How are you saving it? in what format/encoding?

 But, I have lots of data that has some of these charaters and it's
 causing problems for writefln.  Any ideas how to change a non-UTF-8  
 string to a
 UTF-8 string?

If you had saved it in utf-8, you could simply load it and print it. As  
this isn't working, I assume you've saved it in another encoding.

So, to do this you load the data you've saved into a byte[] or ubyte[]  
then write (or find) a function that converts from your encoding into  
utf-8, utf-16 or utf-32, call that, and print the result.

If you cannot write/find a function, ask here, someone will either have  
one, or write one, most likely.

Where's Arcane Jill when we need her?

Regan

Mar 01 2005

=?UTF-8?B?QW5kZXJzIEYgQmrDtnJrbHVuZA==?= <afb algonet.se> writes:

Regan Heath wrote:

 But, I have lots of data that has some of these charaters and it's
 causing problems for writefln.  Any ideas how to change a non-UTF-8  
 string to a UTF-8 string?

 
 If you had saved it in utf-8, you could simply load it and print it. As  
 this isn't working, I assume you've saved it in another encoding.
 
 So, to do this you load the data you've saved into a byte[] or ubyte[]  
 then write (or find) a function that converts from your encoding into  
 utf-8, utf-16 or utf-32, call that, and print the result.
 
 If you cannot write/find a function, ask here, someone will either have  
 one, or write one, most likely.

There is no support in the D language or libraries for legacy encodings,
but I provided three different methods: latin-1 cast, lookup or libiconv

1)
http://www.prowiki.org/wiki4d/wiki.cgi?CharsAndStrs
(see the "8-bit encodings" section for sample code)

2)
http://www.algonet.se/~afb/d/mapping.d (wchar[256] lookup tables)
http://www.algonet.se/~afb/d/mapping.zip

3)
http://www.algonet.se/~afb/d/libiconv.d
http://www.gnu.org/software/libiconv/ (has a lot of different encodings)

I suggest "ubyte[]", to avoid any issues with signs when converting ?
Got my tables from http://www.unicode.org/Public/MAPPINGS/, by the way

--anders

Mar 01 2005

jicman <jicman_member pathlink.com> writes:

Thanks.


In article <d02lop$qlu$1 digitaldaemon.com>,
=?UTF-8?B?QW5kZXJzIEYgQmrDtnJrbHVuZA==?= says...
Regan Heath wrote:

 But, I have lots of data that has some of these charaters and it's
 causing problems for writefln.  Any ideas how to change a non-UTF-8  
 string to a UTF-8 string?

 
 If you had saved it in utf-8, you could simply load it and print it.
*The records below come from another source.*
//! Request validation
//!
//! Field-level checks applied to metrics requests before they are turned into
//! a [`QueryKey`](crate::key::QueryKey). Rules accumulate every failure rather
//! than stopping at the first, so a caller sees all problems in one response.
//!
//! # Example
//!
//! ```rust,ignore
//! use ticket_metrics::validation::ValidationRules;
//!
//! let result = ValidationRules::new()
//!     .required("start", &input.start)
//!     .timestamp("start", &input.start)
//!     .positive("ticket", ticket_id)
//!     .build();
//! ```

use chrono::{DateTime, NaiveDateTime, Utc};
use serde::{Deserialize, Serialize};
use std::collections::HashMap;
use tracing::{debug, trace};

use crate::error::{MetricsError, MetricsResult};

/// Validation error for a single field.
#[derive(Debug, Clone, PartialEq, Eq, Serialize, Deserialize)]
pub struct FieldError {
    /// The name of the field that failed validation
    pub field: String,
    /// Human-readable error message
    pub message: String,
    /// Error code identifying the type of validation failure
    pub code: String,
}

impl FieldError {
    pub fn new(
        field: impl Into<String>,
        message: impl Into<String>,
        code: impl Into<String>,
    ) -> Self {
        Self {
            field: field.into(),
            message: message.into(),
            code: code.into(),
        }
    }

    /// Create a "required" field error
    pub fn required(field: impl Into<String>) -> Self {
        let field = field.into();
        Self::new(&field, format!("{} must not be blank", field), "required")
    }

    /// Create a "positive" field error
    pub fn positive(field: impl Into<String>) -> Self {
        let field = field.into();
        Self::new(
            &field,
            format!("{} must be a positive number", field),
            "positive",
        )
    }

    /// Create a "timestamp" field error
    pub fn timestamp(field: impl Into<String>, value: &str) -> Self {
        let field = field.into();
        Self::new(
            &field,
            format!("{} must be in ISO date-time format but was {}", field, value),
            "timestamp",
        )
    }

    /// Create a "date_order" field error
    pub fn date_order(field: impl Into<String>) -> Self {
        Self::new(field, "End date must not be before start date", "date_order")
    }

    /// Create a "one_of" field error
    pub fn one_of(field: impl Into<String>, value: &str, allowed: &[&str]) -> Self {
        let field = field.into();
        Self::new(
            &field,
            format!(
                "{} must be one of [{}] but was {}",
                field,
                allowed.join(", "),
                value
            ),
            "one_of",
        )
    }

    /// Create a custom field error
    pub fn custom(field: impl Into<String>, message: impl Into<String>) -> Self {
        Self::new(field, message, "custom")
    }
}

/// Result of validating an input.
#[derive(Debug, Clone, PartialEq, Eq, Serialize, Deserialize)]
pub struct ValidationResult {
    pub valid: bool,
    pub errors: Vec<FieldError>,
}

impl ValidationResult {
    pub fn ok() -> Self {
        Self {
            valid: true,
            errors: Vec::new(),
        }
    }

    /// Create a validation result from a list of errors.
    /// If the list is empty, the result is valid.
    pub fn from_errors(errors: Vec<FieldError>) -> Self {
        if errors.is_empty() {
            trace!("Validation passed");
        } else {
            let field_names: Vec<_> = errors.iter().map(|e| e.field.as_str()).collect();
            debug!(
                error_count = errors.len(),
                fields = ?field_names,
                "Validation failed"
            );
        }
        Self {
            valid: errors.is_empty(),
            errors,
        }
    }

    pub fn is_valid(&self) -> bool {
        self.valid
    }

    pub fn errors(&self) -> &[FieldError] {
        &self.errors
    }

    /// Convert to a map of field -> errors for easier lookup
    pub fn errors_by_field(&self) -> HashMap<String, Vec<&FieldError>> {
        let mut map: HashMap<String, Vec<&FieldError>> = HashMap::new();
        for error in &self.errors {
            map.entry(error.field.clone()).or_default().push(error);
        }
        map
    }

    /// Merge another validation result into this one
    pub fn merge(mut self, other: ValidationResult) -> Self {
        self.errors.extend(other.errors);
        self.valid = self.errors.is_empty();
        self
    }

    /// Convert into a `MetricsResult`, failing with `InvalidQuery` when invalid.
    pub fn into_result(self) -> MetricsResult<()> {
        if self.valid {
            Ok(())
        } else {
            Err(MetricsError::from_field_errors(self.errors))
        }
    }
}

impl Default for ValidationResult {
    fn default() -> Self {
        Self::ok()
    }
}

/// Trait for validatable input types.
pub trait Validate {
    /// Validate the input and return a result with any errors
    fn validate(&self) -> ValidationResult;
}

/// Parse an ISO-8601 timestamp.
///
/// Accepts RFC 3339 with an offset, or a naive `YYYY-MM-DDTHH:MM:SS[.fff]`
/// timestamp which is read as UTC.
pub fn parse_timestamp(value: &str) -> Option<DateTime<Utc>> {
    let value = value.trim();
    if let Ok(parsed) = DateTime::parse_from_rfc3339(value) {
        return Some(parsed.with_timezone(&Utc));
    }
    NaiveDateTime::parse_from_str(value, "%Y-%m-%dT%H:%M:%S%.f")
        .ok()
        .map(|naive| naive.and_utc())
}

/// Builder for validation rules.
#[derive(Debug, Default)]
pub struct ValidationRules {
    errors: Vec<FieldError>,
}

impl ValidationRules {
    pub fn new() -> Self {
        Self { errors: Vec::new() }
    }

    /// Add a custom error
    pub fn add_error(mut self, error: FieldError) -> Self {
        trace!(field = %error.field, code = %error.code, "Adding validation error");
        self.errors.push(error);
        self
    }

    /// Validate that a string field is not blank
    pub fn required(mut self, field: &str, value: &str) -> Self {
        if value.trim().is_empty() {
            trace!(field = %field, "Required field is blank");
            self.errors.push(FieldError::required(field));
        }
        self
    }

    /// Validate that a number is strictly positive
    pub fn positive(mut self, field: &str, value: i64) -> Self {
        if value <= 0 {
            trace!(field = %field, value = value, "Field is not positive");
            self.errors.push(FieldError::positive(field));
        }
        self
    }

    /// Validate that a non-blank string parses as an ISO-8601 timestamp.
    ///
    /// Blank values are left to [`required`](Self::required).
    pub fn timestamp(mut self, field: &str, value: &str) -> Self {
        if !value.trim().is_empty() && parse_timestamp(value).is_none() {
            trace!(field = %field, "Field is not a timestamp");
            self.errors.push(FieldError::timestamp(field, value));
        }
        self
    }

    /// Validate that `end` is not before `start`.
    ///
    /// Skipped when either side failed to parse.
    pub fn date_order(mut self, field: &str, start: &str, end: &str) -> Self {
        if let (Some(start), Some(end)) = (parse_timestamp(start), parse_timestamp(end))
            && end < start
        {
            self.errors.push(FieldError::date_order(field));
        }
        self
    }

    /// Validate that a value is one of the allowed options
    pub fn one_of(mut self, field: &str, value: &str, allowed: &[&str]) -> Self {
        if !allowed.contains(&value) {
            self.errors.push(FieldError::one_of(field, value, allowed));
        }
        self
    }

    /// Apply a custom validation function
    pub fn custom<F>(mut self, field: &str, validator: F) -> Self
    where
        F: FnOnce() -> Option<String>,
    {
        if let Some(message) = validator() {
            self.errors.push(FieldError::custom(field, message));
        }
        self
    }

    pub fn build(self) -> ValidationResult {
        ValidationResult::from_errors(self.errors)
    }
}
As  
 this isn't working, I assume you've saved it in another encoding.
 
 So, to do this you load the data you've saved into a byte[] or ubyte[]  
 then write (or find) a function that converts from your encoding into  
 utf-8, utf-16 or utf-32, call that, and print the result.
 
 If you cannot write/find a function, ask here, someone will either have  
 one, or write one, most likely.

There is no support in the D language or libraries for legacy encodings,
but I provided three different methods: latin-1 cast, lookup or libiconv

1)
http://www.prowiki.org/wiki4d/wiki.cgi?CharsAndStrs
(see the "8-bit encodings" section for sample code)

2)
http://www.algonet.se/~afb/d/mapping.d (wchar[256] lookup tables)
http://www.algonet.se/~afb/d/mapping.zip

3)
http://www.algonet.se/~afb/d/libiconv.d
http://www.gnu.org/software/libiconv/ (has a lot of different encodings)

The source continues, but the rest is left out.